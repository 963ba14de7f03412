use std::fmt;

use fraction::Fraction;
use serde::{Deserialize, Deserializer, Serialize, Serializer};

/// An amount as it appears in a store document.
///
/// Catalog quantities mix numbers, fractions ("1/2", "1 1/2") and free
/// text ("200g", "조금"). The written form is kept for display and
/// [`Quantity::amount`] gives the exact value when there is one.
#[derive(Debug, Clone)]
pub enum Quantity {
    Number(f64),
    Text(String),
    /// Exact result of adding amounts together.
    Amount(Fraction),
}

impl Quantity {
    pub fn one() -> Self {
        Quantity::Number(1.0)
    }

    /// Exact value, `None` for free text and negative or non-finite numbers.
    pub fn amount(&self) -> Option<Fraction> {
        match self {
            Quantity::Number(value) => number_to_fraction(*value),
            Quantity::Text(text) => parse_quantity(text),
            Quantity::Amount(amount) => Some(amount.clone()),
        }
    }

    pub fn to_f64(&self) -> Option<f64> {
        let amount = self.amount()?;
        Some(*amount.numer()? as f64 / *amount.denom()? as f64)
    }

    pub fn is_zero(&self) -> bool {
        self.amount()
            .is_some_and(|amount| amount == Fraction::new(0u64, 1u64))
    }

    /// Exact sum, `None` unless both sides are amounts.
    pub fn checked_add(&self, other: &Quantity) -> Option<Quantity> {
        Some(Quantity::Amount(self.amount()? + other.amount()?))
    }
}

impl PartialEq for Quantity {
    fn eq(&self, other: &Self) -> bool {
        match (self.amount(), other.amount()) {
            (Some(a), Some(b)) => a == b,
            (None, None) => self.to_string() == other.to_string(),
            _ => false,
        }
    }
}

impl fmt::Display for Quantity {
    fn fmt(&self, f: &mut fmt::Formatter<'_>) -> fmt::Result {
        match self {
            Quantity::Number(value) => write!(f, "{value}"),
            Quantity::Text(text) => f.write_str(text),
            Quantity::Amount(amount) => f.write_str(&format_fraction(amount)),
        }
    }
}

impl From<f64> for Quantity {
    fn from(value: f64) -> Self {
        Quantity::Number(value)
    }
}

impl From<&str> for Quantity {
    fn from(value: &str) -> Self {
        Quantity::Text(value.to_owned())
    }
}

impl From<String> for Quantity {
    fn from(value: String) -> Self {
        Quantity::Text(value)
    }
}

impl Serialize for Quantity {
    fn serialize<S>(&self, serializer: S) -> Result<S::Ok, S::Error>
    where
        S: Serializer,
    {
        match self {
            Quantity::Number(value) if value.fract() == 0.0 && value.abs() < 9.0e15 => {
                serializer.serialize_i64(*value as i64)
            }
            Quantity::Number(value) => serializer.serialize_f64(*value),
            Quantity::Text(text) => serializer.serialize_str(text),
            Quantity::Amount(amount) => match (amount.numer(), amount.denom()) {
                (Some(numer), Some(1)) => serializer.serialize_u64(*numer),
                _ => serializer.serialize_str(&format_fraction(amount)),
            },
        }
    }
}

impl<'de> Deserialize<'de> for Quantity {
    fn deserialize<D>(deserializer: D) -> Result<Self, D::Error>
    where
        D: Deserializer<'de>,
    {
        #[derive(Deserialize)]
        #[serde(untagged)]
        enum Raw {
            Number(f64),
            Text(String),
        }

        Ok(match Raw::deserialize(deserializer)? {
            Raw::Number(value) => Quantity::Number(value),
            Raw::Text(text) => Quantity::Text(text),
        })
    }
}

fn number_to_fraction(value: f64) -> Option<Fraction> {
    if !value.is_finite() || value < 0.0 {
        return None;
    }

    let amount = Fraction::from(value);
    (amount.numer().is_some() && amount.denom().is_some()).then_some(amount)
}

fn parse_ratio(numerator: &str, denominator: &str) -> Option<Fraction> {
    let numerator: u64 = numerator.parse().ok()?;
    let denominator: u64 = denominator.parse().ok()?;
    if denominator == 0 {
        return None;
    }

    Some(Fraction::new(numerator, denominator))
}

/// Parse a quantity string into a Fraction
///
/// Supports formats:
/// - Whole numbers: "2" → 2/1
/// - Pure fractions: "1/2" → 1/2
/// - Mixed fractions: "1 1/2" → 3/2
/// - Decimals: "0.5" → 1/2
///
/// Free text ("약간", "200g") and negative values yield `None`.
pub fn parse_quantity(quantity: &str) -> Option<Fraction> {
    let trimmed = quantity.trim();

    if let Some((whole, fraction)) = trimmed.split_once(' ') {
        let whole: u64 = whole.parse().ok()?;
        let (numerator, denominator) = fraction.trim().split_once('/')?;
        return Some(Fraction::new(whole, 1u64) + parse_ratio(numerator, denominator)?);
    }

    if let Some((numerator, denominator)) = trimmed.split_once('/') {
        return parse_ratio(numerator, denominator);
    }

    number_to_fraction(trimmed.parse().ok()?)
}

/// Format a Fraction as a human-readable string
///
/// - Whole numbers: 2/1 → "2"
/// - Mixed fractions: 3/2 → "1 1/2"
/// - Pure fractions: 1/2 → "1/2"
pub fn format_fraction(amount: &Fraction) -> String {
    let (Some(&numer), Some(&denom)) = (amount.numer(), amount.denom()) else {
        return String::new();
    };

    let whole = numer / denom;
    let remainder = numer % denom;

    match (whole, remainder) {
        (whole, 0) => whole.to_string(),
        (0, remainder) => format!("{remainder}/{denom}"),
        (whole, remainder) => format!("{whole} {remainder}/{denom}"),
    }
}

#[cfg(test)]
mod tests {
    use super::*;

    #[test]
    fn test_parse_quantity() {
        assert_eq!(parse_quantity("2"), Some(Fraction::new(2u64, 1u64)));
        assert_eq!(parse_quantity(" 0.5 "), Some(Fraction::new(1u64, 2u64)));
        assert_eq!(parse_quantity("1/2"), Some(Fraction::new(1u64, 2u64)));
        assert_eq!(parse_quantity("1 1/2"), Some(Fraction::new(3u64, 2u64)));
        assert_eq!(parse_quantity("1/0"), None);
        assert_eq!(parse_quantity("-1"), None);
        assert_eq!(parse_quantity("약간"), None);
        assert_eq!(parse_quantity("200g"), None);
        assert_eq!(parse_quantity("1/2포기"), None);
        assert_eq!(parse_quantity("NaN"), None);
        assert_eq!(parse_quantity(""), None);
    }

    #[test]
    fn test_written_form_is_displayed() {
        assert_eq!(Quantity::from("200g").to_string(), "200g");
        assert_eq!(Quantity::from("1/2포기").to_string(), "1/2포기");
        assert_eq!(Quantity::from(2.0).to_string(), "2");
        assert_eq!(Quantity::from(0.5).to_string(), "0.5");
        assert_eq!(Quantity::from("200g").to_f64(), None);
        assert_eq!(Quantity::from("1 1/2").to_f64(), Some(1.5));
    }

    #[test]
    fn test_thirds_add_up_exactly() {
        let third = Quantity::from("1/3");
        let sum = third
            .checked_add(&third)
            .and_then(|sum| sum.checked_add(&third))
            .unwrap();

        assert_eq!(sum, Quantity::from(1.0));
        assert_eq!(sum.to_string(), "1");
        assert_eq!(sum.to_f64(), Some(1.0));
        assert_eq!(Quantity::from("조금").checked_add(&third), None);
    }

    #[test]
    fn test_equality_by_amount() {
        assert_eq!(Quantity::from("1/2"), Quantity::from(0.5));
        assert_eq!(Quantity::from("2"), Quantity::from(2.0));
        assert_ne!(Quantity::from("조금"), Quantity::from(1.0));
        assert_eq!(Quantity::from("조금"), Quantity::from("조금"));
    }

    #[test]
    fn test_serialized_form() {
        let values = vec![
            Quantity::from(2.0),
            Quantity::from(0.5),
            Quantity::from("200g"),
            Quantity::from("1/3")
                .checked_add(&Quantity::from(1.0))
                .unwrap(),
        ];

        let json = serde_json::to_value(&values).unwrap();
        assert_eq!(json, serde_json::json!([2, 0.5, "200g", "1 1/3"]));

        let back: Vec<Quantity> = serde_json::from_value(json).unwrap();
        assert_eq!(back, values);
    }
}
-.-.-
- [TASK REQUIREMENTS]:
Reproduce without change every line of the entries above, from the one containing "let sum = third" through the last.

- [EXPECTED ANSWER]:
        let sum = third
            .checked_add(&third)
            .and_then(|sum| sum.checked_add(&third))
            .unwrap();

        assert_eq!(sum, Quantity::from(1.0));
        assert_eq!(sum.to_string(), "1");
        assert_eq!(sum.to_f64(), Some(1.0));
        assert_eq!(Quantity::from("조금").checked_add(&third), None);
    }

    #[test]
    fn test_equality_by_amount() {
        assert_eq!(Quantity::from("1/2"), Quantity::from(0.5));
        assert_eq!(Quantity::from("2"), Quantity::from(2.0));
        assert_ne!(Quantity::from("조금"), Quantity::from(1.0));
        assert_eq!(Quantity::from("조금"), Quantity::from("조금"));
    }

    #[test]
    fn test_serialized_form() {
        let values = vec![
            Quantity::from(2.0),
            Quantity::from(0.5),
            Quantity::from("200g"),
            Quantity::from("1/3")
                .checked_add(&Quantity::from(1.0))
                .unwrap(),
        ];

        let json = serde_json::to_value(&values).unwrap();
        assert_eq!(json, serde_json::json!([2, 0.5, "200g", "1 1/3"]));

        let back: Vec<Quantity> = serde_json::from_value(json).unwrap();
        assert_eq!(back, values);
    }
}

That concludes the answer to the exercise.